In my teens I picked up the Urantia book, a hefty tome indeed, and quite full of itself. Later still, mainstream church failed to meet my needs so I "gave it up for lent," mostly to shock my stepdad.
With my hard-science attitude, I can't point anywhere and say "God is over there." In spite of hard science, tho', I can't utterly discount belief. In my "church" the air is thin and smells of pine trees.
I've studied the beliefs of many people, and I would like to point out a commonality. The man later known as The Budda was 29 when he left the princely comforts of home. The man later known as Jesus the Christ was about 30 when he dropped his hammer. The man later known as Mohammed was 40 when he felt commanded to recite the verses later known as the Koran. Joseph Smith was around 22 when he was finally allowed to see the plates.
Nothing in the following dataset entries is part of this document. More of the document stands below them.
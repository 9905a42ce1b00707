pub mod ses;

mod client;
mod error;

pub use client::{Client, ClientFuture, Receipt};
pub use error::Error;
Astrologers, the first psychotherapists, noticed a common effect they called "saturn's return" in which men (more than women) freak out at some level between about 27 and 32 years of age and leave their old selves behind, seeking a new self in various ways. Obviously, not everyone has the same kind or intensity of experience, and the above mentioned leaders show a wide range for the age at which this happens. I've heard the phenomenon compared to the setting of Jello, which has a temperature-dependent timeframe.
Some of us feel called to God, and some don't. Some of us feel called BY God, and some don't. Personally, I finished college around that time and got a job having nothing to do with my education.
When I wonder "where" God lives, I point to my heart, your heart, his or her heart. It doesn't conflict with my belief in Newtonian Physics, and makes me feel better. When I wonder what God wants me to do, I look around and see the material world in front of me. I have a hard time with abstractions and belief in imaginary things.
And yet, nearing the age of 40, I'm feeling a call. I don't feel called to join a church. I'm going back into the military, as a national guardsman. I can believe in the abstraction of "state" and "nation" and feel called to spend some of my energy and care on them. I bring this up because as a color-blind individual with bad credit I'm limited to very few jobs. One of them is Chaplain's assistant. I have to look into my heart and find out if I could work for a Lutheran or Baptist or Mormon Chaplain. Or Rabbi. Or anyone else, depending on where the job opening is in the state. Or maybe I'll end up an admin clerk, serving the state with perfect paperwork, much as the Shakers served God by making perfect chairs and baskets.
Each one of us has a belief system formed by our personal experiences and local environment, as did the above mentioned religious leaders. Sometimes we form our beliefs AGAINST the grain, in reaction to the dominant ideological culture. Yeshu ben Josef has not been accepted as the messiah by Judaism, because, in a time of war and struggle with occupying forces, he became a preacher of love and kindness, rather than the militant revolutionary they expected. Siddhartha Gautama rebelled against his royal upbringing by joining the acetics, who starve themselves. When that didn't work he joined those who sought pleasure and comfort to deny the reality of the pain and suffering around them. The "third way" he found still used the language of death-and-rebirth used by his cultural milieu, and because of the dominant culture he personally became the god-like focal point for followers who felt for one.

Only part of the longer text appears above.